For flu: CDC lists emergency warning signs for adults and children (including breathing difficulty, chest/abdomen pain or pressure, confusion, seizures, dehydration/not urinating, or symptoms that improve then return/worsen).

For RSV: call a healthcare professional if you or your child has difficulty breathing, isn’t drinking enough fluids, or symptoms are worsening.

What to Do if You Think You Have a Respiratory Illness

For most mild illnesses:

  • Rest, hydrate, and use over-the-counter fever/pain reducers as appropriate
  • Stay home until you meet the “improving + 24 hours fever-free” rule
  • Avoid close contact with people at higher risk

Ask About Treatment Early if You’re at Higher Risk

  • Flu antivirals can lessen symptoms and shorten illness; they work best when started within 1–2 days of symptom onset and are especially important for people at higher risk of complications.
  • Outpatient COVID-19 treatment for eligible patients should be initiated as soon as possible, ideally within a few days of symptom onset (depending on the medication).

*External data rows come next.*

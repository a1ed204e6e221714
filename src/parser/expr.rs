use crate::lexer::token::{SourceLocation, TokenKind};

use super::ast::{BinaryOp, Expr, ExprKind, FieldInit, MatchArm, UnaryOp};
use super::{ParseResult, Parser};

const ASSIGNMENT_OPS: [TokenKind; 11] = [
    TokenKind::Equal,
    TokenKind::PlusEqual,
    TokenKind::MinusEqual,
    TokenKind::StarEqual,
    TokenKind::SlashEqual,
    TokenKind::PercentEqual,
    TokenKind::AmpEqual,
    TokenKind::PipeEqual,
    TokenKind::CaretEqual,
    TokenKind::ShlEqual,
    TokenKind::ShrEqual,
];
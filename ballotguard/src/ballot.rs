use crate::*;
use chrono::{DateTime, Utc};
use indexmap::IndexMap;
use rand::{CryptoRng, RngCore};
use std::collections::BTreeSet;
use std::fmt;

/// Encrypted selections keyed by contest id, then selection id
pub type BallotContests = IndexMap<String, IndexMap<String, ElGamalCiphertext>>;

#[derive(Serialize, Deserialize, Clone, Copy, Debug, PartialEq, Eq)]
#[serde(rename_all = "SCREAMING_SNAKE_CASE")]
pub enum BallotBoxState {
    Cast,
    Spoiled,
}

impl fmt::Display for BallotBoxState {
    fn fmt(&self, f: &mut fmt::Formatter) -> fmt::Result {
        match self {
            BallotBoxState::Cast => f.write_str("cast"),
            BallotBoxState::Spoiled => f.write_str("spoiled"),
        }
    }
}

/// An encrypted ballot as produced by a voting device
#[derive(Serialize, Deserialize, Clone, Debug, PartialEq)]
pub struct CiphertextBallot {
    pub ballot_id: String,
    pub contests: BallotContests,
}

impl CiphertextBallot {
    /// Every contest and selection must exist in the manifest
    pub fn validate(&self, manifest: &Manifest) -> Result<(), Error> {
        if self.ballot_id.is_empty() {
            return Err(Error::InvalidArgument("ballot id is empty".into()));
        }
        for (contest_id, selections) in &self.contests {
            let contest = manifest.contest(contest_id).ok_or_else(|| {
                Error::InvalidArgument(format!(
                    "ballot {} has unknown contest {}",
                    self.ballot_id, contest_id
                ))
            })?;
            if let Some(selection_id) = selections
                .keys()
                .find(|id| !contest.selection_ids.contains(id))
            {
                return Err(Error::InvalidArgument(format!(
                    "ballot {} has unknown selection {} in contest {}",
                    self.ballot_id, selection_id, contest_id
                )));
            }
        }
        Ok(())
    }
}

/// A ballot accepted into an election's ballot box
#[derive(Serialize, Deserialize, Clone, Debug, PartialEq)]
pub struct SubmittedBallot {
    pub election_id: String,
    pub ballot_id: String,
    pub state: BallotBoxState,
    pub contests: BallotContests,
    pub submitted_at: DateTime<Utc>,
}

impl Record for SubmittedBallot {
    const COLLECTION: Collection = Collection::SubmittedBallot;

    fn key(&self) -> String {
        compound_key(&[&self.election_id, &self.ballot_id])
    }
}

/// The ids of every ballot an election has received
#[derive(Serialize, Deserialize, Clone, Debug, PartialEq)]
pub struct BallotInventory {
    pub election_id: String,
    pub cast_ballot_ids: BTreeSet<String>,
    pub spoiled_ballot_ids: BTreeSet<String>,
}

impl BallotInventory {
    pub fn new(election_id: &str) -> Self {
        BallotInventory {
            election_id: election_id.to_owned(),
            cast_ballot_ids: BTreeSet::new(),
            spoiled_ballot_ids: BTreeSet::new(),
        }
    }

    pub fn contains(&self, ballot_id: &str) -> bool {
        self.cast_ballot_ids.contains(ballot_id) || self.spoiled_ballot_ids.contains(ballot_id)
    }

    pub fn record(&mut self, ballot_id: &str, state: BallotBoxState) {
        match state {
            BallotBoxState::Cast => self.cast_ballot_ids.insert(ballot_id.to_owned()),
            BallotBoxState::Spoiled => self.spoiled_ballot_ids.insert(ballot_id.to_owned()),
        };
    }

    pub fn cast_count(&self) -> usize {
        self.cast_ballot_ids.len()
    }

    pub fn spoiled_count(&self) -> usize {
        self.spoiled_ballot_ids.len()
    }
}

impl Record for BallotInventory {
    const COLLECTION: Collection = Collection::BallotInventory;

    fn key(&self) -> String {
        self.election_id.clone()
    }
}

/// Encrypt a single 0/1 selection under the joint key
pub fn encrypt_selection<R: RngCore + CryptoRng>(
    selected: bool,
    context: &ElectionContext,
    rng: &mut R,
) -> ElGamalCiphertext {
    ElGamalCiphertext::encrypt(selected as u64, &context.elgamal_public_key, rng)
}

/// Encrypt a plaintext ballot. `choices` maps contest id to the chosen
/// selection id; every selection of every manifest contest is encrypted.
pub fn encrypt_ballot<R: RngCore + CryptoRng>(
    ballot_id: &str,
    manifest: &Manifest,
    context: &ElectionContext,
    choices: &IndexMap<String, String>,
    rng: &mut R,
) -> Result<CiphertextBallot, Error> {
    for (contest_id, selection_id) in choices {
        let known = manifest
            .contest(contest_id)
            .map(|c| c.selection_ids.contains(selection_id))
            .unwrap_or(false);
        if !known {
            return Err(Error::InvalidArgument(format!(
                "unknown choice {} in contest {}",
                selection_id, contest_id
            )));
        }
    }

    let mut contests = BallotContests::new();
    for contest in &manifest.contests {
        let chosen = choices.get(&contest.contest_id);
        let selections = contest
            .selection_ids
            .iter()
            .map(|selection_id| {
                let selected = chosen == Some(selection_id);
                (selection_id.clone(), encrypt_selection(selected, context, rng))
            })
            .collect();
        contests.insert(contest.contest_id.clone(), selections);
    }

    Ok(CiphertextBallot {
        ballot_id: ballot_id.to_owned(),
        contests,
    })
}

#[cfg(test)]
mod tests {
    use super::*;
    use rand::rngs::OsRng;

    fn manifest() -> Manifest {
        Manifest {
            election_scope_id: "scope".into(),
            contests: vec![ContestDescription {
                contest_id: "mayor".into(),
                selection_ids: vec!["alice".into(), "bob".into()],
            }],
        }
    }

    fn context(keys: &ElGamalKeyPair) -> ElectionContext {
        ElectionContext::new(1, 1, keys.public_key, GroupScalar::one(), &manifest())
    }

    #[test]
    fn encrypts_every_selection() {
        let keys = ElGamalKeyPair::from_secret(GroupScalar::random(&mut OsRng));
        let mut choices = IndexMap::new();
        choices.insert("mayor".to_string(), "bob".to_string());

        let ballot = encrypt_ballot("b1", &manifest(), &context(&keys), &choices, &mut OsRng).unwrap();
        let mayor = &ballot.contests["mayor"];
        assert_eq!(mayor.len(), 2);

        let decrypt = |c: &ElGamalCiphertext| {
            c.decrypt_with_product(&c.partial_decrypt(&keys.secret_key), 1)
        };
        assert_eq!(decrypt(&mayor["alice"]), Some(0));
        assert_eq!(decrypt(&mayor["bob"]), Some(1));
        assert!(ballot.validate(&manifest()).is_ok());
    }

    #[test]
    fn unknown_choices_are_rejected() {
        let keys = ElGamalKeyPair::from_secret(GroupScalar::random(&mut OsRng));
        let mut choices = IndexMap::new();
        choices.insert("mayor".to_string(), "carol".to_string());
        let err = encrypt_ballot("b1", &manifest(), &context(&keys), &choices, &mut OsRng).unwrap_err();
        assert!(matches!(err, Error::InvalidArgument(_)));
    }

    #[test]
    fn foreign_contests_fail_validation() {
        let mut contests = BallotContests::new();
        contests.insert("dogcatcher".into(), IndexMap::new());
        let ballot = CiphertextBallot {
            ballot_id: "b1".into(),
            contests,
        };
        assert!(matches!(
            ballot.validate(&manifest()),
            Err(Error::InvalidArgument(_))
        ));
    }

    #[test]
    fn inventory_tracks_both_boxes() {
        let mut inventory = BallotInventory::new("e1");
        inventory.record("b1", BallotBoxState::Cast);
        inventory.record("b2", BallotBoxState::Spoiled);
        assert!(inventory.contains("b1") && inventory.contains("b2"));
        assert_eq!((inventory.cast_count(), inventory.spoiled_count()), (1, 1));
    }
}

How to Help Prevent the Spread

CDC’s prevention approach emphasizes layered protection:

Stay up to date on recommended immunizations (flu, COVID-19, and RSV for eligible groups).

Improve indoor air when possible: bring in outdoor air, use filtration, or gather outdoors.

Wash hands, cover coughs/sneezes, and clean high-touch surfaces.

If you must be around others while recovering, mask and keep distance—especially around older adults, infants, and medically fragile people.